Nov. 30, 2022, 11:23 a.m. ET
By Wu Qiang
Mr. Wu is a writer and political scientist who lives in Beijing.
“BEIJING — The scenes in China in recent days have been electrifying.
“Last weekend, in several cities across the country, from cosmopolitan Shanghai to far-western Xinjiang, ordinary people took to the streets to denounce the government’s stifling Covid-19 suppression policy and in some cases call for democracy and freedom of speech.
The sudden release of nearly three years of pent-up frustration over the excessive Covid measures — which have disrupted lives, separated families and crippled the economy — is the largest anti-government outburst since the 1989 pro-democracy demonstrations centered on Tiananmen Square. Again, the odds are against the protesters. The Chinese Communist Party, which completely controls the country, has moved quickly to suppress it.
But the Chinese people have reached a tipping point. The brutal crackdown in 1989 left China’s people depoliticized and intimidated into the social contract that has governed life for three decades: Leave politics to the party in return for some economic freedom. A new generation, pushed to the brink by the government’s zero-Covid obsession, has discovered its voice.

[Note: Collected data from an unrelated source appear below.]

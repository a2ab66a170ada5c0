use chrono::{DateTime, Utc};
use serde::{Deserialize, Serialize};
use std::fmt;

/// Author value recorded for posts whose author account is gone.
pub const DELETED_AUTHOR: &str = "deleted";

#[derive(Debug, Clone, PartialEq)]
pub struct Post {
    pub id: String,
    pub content: String,
    pub upvotes: i64,
    pub comments: u64,
    pub author: String,
    pub community: String,
    pub created_at: DateTime<Utc>,
}

#[derive(Debug, Clone, Copy, PartialEq, Eq, Hash, Serialize, Deserialize)]
#[serde(rename_all = "lowercase")]
pub enum SentimentLabel {
    Positive,
    Neutral,
    Negative,
}

impl SentimentLabel {
    /// Maps a raw model label to one of the three classes.
    ///
    /// Accepts the semantic names as well as the positional names emitted by
    /// models without an id2label mapping (`LABEL_0` is the most negative
    /// class, `LABEL_2` the most positive). Anything else is neutral.
    pub fn normalize(raw: &str) -> Self {
        match raw.trim().to_lowercase().as_str() {
            "positive" | "label_2" => SentimentLabel::Positive,
            "negative" | "label_0" => SentimentLabel::Negative,
            _ => SentimentLabel::Neutral,
        }
    }

    pub fn display_name(&self) -> &'static str {
        match self {
            SentimentLabel::Positive => "Positive",
            SentimentLabel::Neutral => "Neutral",
            SentimentLabel::Negative => "Negative",
        }
    }
}

impl fmt::Display for SentimentLabel {
    fn fmt(&self, f: &mut fmt::Formatter<'_>) -> fmt::Result {
        f.write_str(self.display_name())
    }
}

#[derive(Debug, Clone, PartialEq, Serialize, Deserialize)]
pub struct SentimentResult {
    pub label: String,
    pub score: f64,
}

impl SentimentResult {
    pub fn new(label: impl Into<String>, score: f64) -> Self {
        Self {
            label: label.into(),
            score,
        }
    }

    /// The result used whenever the model is skipped or fails.
    pub fn neutral_default() -> Self {
        Self::new("neutral", 0.5)
    }

    pub fn normalized(&self) -> SentimentLabel {
        SentimentLabel::normalize(&self.label)
    }
}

It is ironic how this came about. After the Arab Spring revolts of 2011, preventing pro-democracy protests in China became one of President Xi Jinping’s top priorities. Chinese civil society was wiped out, and he has strengthened his power by purging the party of any potential political rivals and amending China’s Constitution in 2018 to abolish presidential term limits, allowing him to remain in power indefinitely. The uncompromising approach to the pandemic is merely an extension of that, another tool to prevent an open society from developing. After a decade of enormous effort by the party to inoculate China against revolution, it has brought one on itself through its zero-Covid policy.”